*** Opening Exercise inputs ***
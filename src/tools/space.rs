//! Space usage tools.
//!
//! This module implements `read_table_space` (perm space per table from
//! `DBC.AllSpaceV`) and `read_database_space` (allocation per database from
//! `DBC.DiskSpaceV`).

use crate::db::{CatalogSession, PlaceholderStyle, QueryBuilder, has_filter};
use crate::error::DbResult;
use crate::models::{Statement, create_response};
use crate::tools::{fetch_records, tool_metadata};
use schemars::JsonSchema;
use serde::Deserialize;
use serde_json::json;
use tracing::{debug, info};

/// Input for the read_table_space tool.
#[derive(Debug, Clone, Default, Deserialize, JsonSchema)]
pub struct ReadTableSpaceInput {
    /// Database to report on. Empty or omitted covers every database.
    #[serde(default)]
    pub db_name: Option<String>,
    /// Table to report on. Empty or omitted covers every table.
    #[serde(default)]
    pub table_name: Option<String>,
}

/// Input for the read_database_space tool.
#[derive(Debug, Clone, Default, Deserialize, JsonSchema)]
pub struct ReadDatabaseSpaceInput {
    /// Database to report on. Empty or omitted covers every database with perm space.
    #[serde(default)]
    pub db_name: Option<String>,
}

/// Build the `read_table_space` statement.
///
/// When only the database is given, rows are per table and the
/// `DatabaseName` column is left out.
pub fn table_space_statement(input: &ReadTableSpaceInput, style: PlaceholderStyle) -> Statement {
    let db_name = input.db_name.as_deref();
    let table_name = input.table_name.as_deref();
    let keys: &[&str] = if has_filter(db_name) && !has_filter(table_name) {
        &["TableName"]
    } else {
        &["DatabaseName", "TableName"]
    };

    let columns = keys.iter().copied().chain([
        "SUM(CurrentPerm) AS CurrentPerm1",
        "SUM(PeakPerm) AS PeakPerm",
    ]);

    QueryBuilder::select(columns)
        .from("DBC.AllSpaceV")
        .filter_eq("DatabaseName", db_name)
        .filter_eq("TableName", table_name)
        .group_by(keys.iter().copied())
        .order_by("CurrentPerm1 DESC")
        .build(style)
}

/// Build the `read_database_space` statement.
///
/// Only databases with perm space allocated are reported. The unfiltered
/// variant lists the fullest databases first.
pub fn database_space_statement(
    input: &ReadDatabaseSpaceInput,
    style: PlaceholderStyle,
) -> Statement {
    let db_name = input.db_name.as_deref();
    let builder = QueryBuilder::select([
        "DatabaseName",
        "CAST(SUM(MaxPerm)/1024/1024/1024 AS DECIMAL(10,2)) AS SpaceAllocated_GB",
        "CAST(SUM(CurrentPerm)/1024/1024/1024 AS DECIMAL(10,2)) AS SpaceUsed_GB",
        "CAST((SUM(MaxPerm) - SUM(CurrentPerm))/1024/1024/1024 AS DECIMAL(10,2)) AS FreeSpace_GB",
        "CAST((SUM(CurrentPerm) * 100.0 / NULLIF(SUM(MaxPerm),0)) AS DECIMAL(10,2)) AS PercentUsed",
    ])
    .from("DBC.DiskSpaceV")
    .filter("MaxPerm > 0")
    .filter_eq("DatabaseName", db_name)
    .group_by(["DatabaseName"]);

    if has_filter(db_name) {
        builder.build(style)
    } else {
        builder.order_by("PercentUsed DESC").build(style)
    }
}

pub struct SpaceToolHandler<S> {
    session: S,
}

impl<S: CatalogSession> SpaceToolHandler<S> {
    pub fn new(session: S) -> Self {
        Self { session }
    }

    /// Handle the read_table_space tool call.
    pub async fn read_table_space(&self, input: ReadTableSpaceInput) -> DbResult<String> {
        debug!(
            db_name = ?input.db_name,
            table_name = ?input.table_name,
            "Tool: read_table_space"
        );

        let statement = table_space_statement(&input, self.session.placeholder_style());
        let records = fetch_records(&self.session, &statement).await?;

        info!(tool = "read_table_space", row_count = records.len(), "Tool completed");

        let mut metadata = tool_metadata("read_table_space");
        metadata.insert("db_name".into(), json!(input.db_name));
        metadata.insert("table_name".into(), json!(input.table_name));
        metadata.insert("total_tables".into(), records.len().into());
        create_response(records, Some(metadata))
    }

    /// Handle the read_database_space tool call.
    pub async fn read_database_space(&self, input: ReadDatabaseSpaceInput) -> DbResult<String> {
        debug!(db_name = ?input.db_name, "Tool: read_database_space");

        let statement = database_space_statement(&input, self.session.placeholder_style());
        let records = fetch_records(&self.session, &statement).await?;

        info!(tool = "read_database_space", row_count = records.len(), "Tool completed");

        let mut metadata = tool_metadata("read_database_space");
        metadata.insert("db_name".into(), json!(input.db_name));
        metadata.insert("total_databases".into(), records.len().into());
        create_response(records, Some(metadata))
    }
}
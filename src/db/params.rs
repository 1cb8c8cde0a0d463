//! Binding of statement parameters to backend-specific queries.

use crate::models::{QueryParam, Statement};
use sqlx::mysql::MySqlArguments;
use sqlx::postgres::PgArguments;
use sqlx::query::Query;
use sqlx::sqlite::SqliteArguments;
use sqlx::{MySql, Postgres, Sqlite};

macro_rules! bind_param {
    ($query:expr, $param:expr) => {
        match $param {
            QueryParam::Null => $query.bind(None::<String>),
            QueryParam::Bool(v) => $query.bind(*v),
            QueryParam::Int(v) => $query.bind(*v),
            QueryParam::Float(v) => $query.bind(*v),
            QueryParam::String(v) => $query.bind(v.as_str()),
        }
    };
}

pub(crate) fn mysql_query(statement: &Statement) -> Query<'_, MySql, MySqlArguments> {
    statement
        .params
        .iter()
        .fold(sqlx::query(&statement.sql), |query, param| bind_param!(query, param))
}

pub(crate) fn postgres_query(statement: &Statement) -> Query<'_, Postgres, PgArguments> {
    statement
        .params
        .iter()
        .fold(sqlx::query(&statement.sql), |query, param| bind_param!(query, param))
}

pub(crate) fn sqlite_query(statement: &Statement) -> Query<'_, Sqlite, SqliteArguments<'_>> {
    statement
        .params
        .iter()
        .fold(sqlx::query(&statement.sql), |query, param| bind_param!(query, param))
}
//! Uniform response envelope returned by every tool.

use crate::error::DbResult;
use serde::Serialize;
use serde_json::Value as JsonValue;

/// Free-form diagnostic metadata (tool name, echoed inputs, counts).
pub type Metadata = serde_json::Map<String, JsonValue>;

/// Response status. Failures never reach the envelope; they are returned as errors.
#[derive(Debug, Clone, Copy, PartialEq, Eq, Serialize)]
#[serde(rename_all = "lowercase")]
pub enum Status {
    Success,
}

/// `{"status": ..., "metadata": ..., "results": ...}` with `metadata` omitted when empty.
#[derive(Debug, Clone, Serialize)]
pub struct Envelope<T> {
    pub status: Status,
    #[serde(skip_serializing_if = "Option::is_none")]
    pub metadata: Option<Metadata>,
    pub results: T,
}

impl<T: Serialize> Envelope<T> {
    /// Wrap `results`. Empty metadata is treated the same as none.
    pub fn success(results: T, metadata: Option<Metadata>) -> Self {
        Self {
            status: Status::Success,
            metadata: metadata.filter(|m| !m.is_empty()),
            results,
        }
    }

    /// Serialize to compact JSON text.
    pub fn to_json_string(&self) -> DbResult<String> {
        Ok(serde_json::to_string(self)?)
    }
}

/// Build the envelope and serialize it in one step.
pub fn create_response<T: Serialize>(data: T, metadata: Option<Metadata>) -> DbResult<String> {
    Envelope::success(data, metadata).to_json_string()
}
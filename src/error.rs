//! Error types for the DBA tools.
//!
//! Errors are defined with `thiserror`. Tools never recover from them locally:
//! driver failures travel to the caller through `?` and the hosting layer
//! decides how to present them.

use thiserror::Error;

#[derive(Error, Debug)]
pub enum DbError {
    #[error("Connection failed: {message}")]
    Connection { message: String, suggestion: String },

    #[error("Database error: {message}")]
    Database {
        message: String,
        /// e.g. "3807" for a missing object on Teradata, "42P01" on PostgreSQL
        sql_state: Option<String>,
        suggestion: String,
    },

    #[error("Timeout: {operation} exceeded {elapsed_secs}s")]
    Timeout {
        operation: String,
        elapsed_secs: u64,
    },

    #[error("Invalid input: {message}")]
    InvalidInput { message: String },

    #[error("Internal error: {message}")]
    Internal { message: String },
}

impl DbError {
    pub fn connection(message: impl Into<String>, suggestion: impl Into<String>) -> Self {
        Self::Connection {
            message: message.into(),
            suggestion: suggestion.into(),
        }
    }

    pub fn database(
        message: impl Into<String>,
        sql_state: Option<String>,
        suggestion: impl Into<String>,
    ) -> Self {
        Self::Database {
            message: message.into(),
            sql_state,
            suggestion: suggestion.into(),
        }
    }

    pub fn timeout(operation: impl Into<String>, elapsed_secs: u64) -> Self {
        Self::Timeout {
            operation: operation.into(),
            elapsed_secs,
        }
    }

    pub fn invalid_input(message: impl Into<String>) -> Self {
        Self::InvalidInput {
            message: message.into(),
        }
    }

    pub fn internal(message: impl Into<String>) -> Self {
        Self::Internal {
            message: message.into(),
        }
    }

    /// Get the suggestion for this error, if available.
    pub fn suggestion(&self) -> Option<&str> {
        match self {
            Self::Connection { suggestion, .. } => Some(suggestion),
            Self::Database { suggestion, .. } => Some(suggestion),
            Self::Timeout { .. } => Some("Narrow the filters or raise query_timeout"),
            _ => None,
        }
    }

    /// Check if this error is retryable.
    pub fn is_retryable(&self) -> bool {
        matches!(self, Self::Connection { .. } | Self::Timeout { .. })
    }
}

impl From<sqlx::Error> for DbError {
    fn from(err: sqlx::Error) -> Self {
        match err {
            sqlx::Error::Configuration(msg) => DbError::connection(
                msg.to_string(),
                "Check the connection string format and credentials",
            ),
            sqlx::Error::Database(db_err) => {
                let code = db_err.code().map(|c| c.to_string());
                DbError::database(
                    db_err.message(),
                    code,
                    "Check that the catalog views exist and the user has SELECT on DBC",
                )
            }
            // the pool's own timeout is not known here, see QueryExecutor
            sqlx::Error::PoolTimedOut => DbError::connection(
                "Timed out waiting for a pooled connection",
                "Raise acquire_timeout or max_connections in the connection string",
            ),
            sqlx::Error::PoolClosed => {
                DbError::connection("Connection pool is closed", "Reconnect to the database")
            }
            sqlx::Error::Io(io_err) => DbError::connection(
                format!("I/O error: {}", io_err),
                "Check network connectivity and database server status",
            ),
            sqlx::Error::Tls(tls_err) => DbError::connection(
                format!("TLS error: {}", tls_err),
                "Verify TLS configuration and certificates",
            ),
            sqlx::Error::Protocol(msg) => DbError::connection(
                format!("Protocol error: {}", msg),
                "Check database server compatibility",
            ),
            sqlx::Error::ColumnDecode { index, source } => {
                DbError::internal(format!("Failed to decode column {}: {}", index, source))
            }
            sqlx::Error::Decode(source) => DbError::internal(format!("Decode error: {}", source)),
            sqlx::Error::WorkerCrashed => DbError::internal("Database worker crashed"),
            _ => DbError::internal(format!("Unknown database error: {}", err)),
        }
    }
}

impl From<serde_json::Error> for DbError {
    fn from(err: serde_json::Error) -> Self {
        DbError::internal(format!("Failed to serialize response: {}", err))
    }
}

/// Result type alias for database operations.
pub type DbResult<T> = Result<T, DbError>;

fn suggestion_data(suggestion: Option<&str>) -> Option<serde_json::Value> {
    suggestion.map(|s| serde_json::json!({ "suggestion": s }))
}

/// Convert DbError to MCP ErrorData for a hosting tool server.
impl From<DbError> for rmcp::ErrorData {
    fn from(err: DbError) -> Self {
        let data = suggestion_data(err.suggestion());
        match &err {
            DbError::InvalidInput { .. } => rmcp::ErrorData::invalid_params(err.to_string(), data),
            DbError::Database {
                message, sql_state, ..
            } => {
                let msg = match sql_state {
                    Some(code) => format!("{} (SQLSTATE: {})", message, code),
                    None => message.clone(),
                };
                rmcp::ErrorData::invalid_params(msg, data)
            }
            DbError::Connection { .. } | DbError::Timeout { .. } | DbError::Internal { .. } => {
                rmcp::ErrorData::internal_error(err.to_string(), data)
            }
        }
    }
}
*** Closing Exercise inputs ***
How many lines in the records hold the string "insert"? Reply with the number only.

5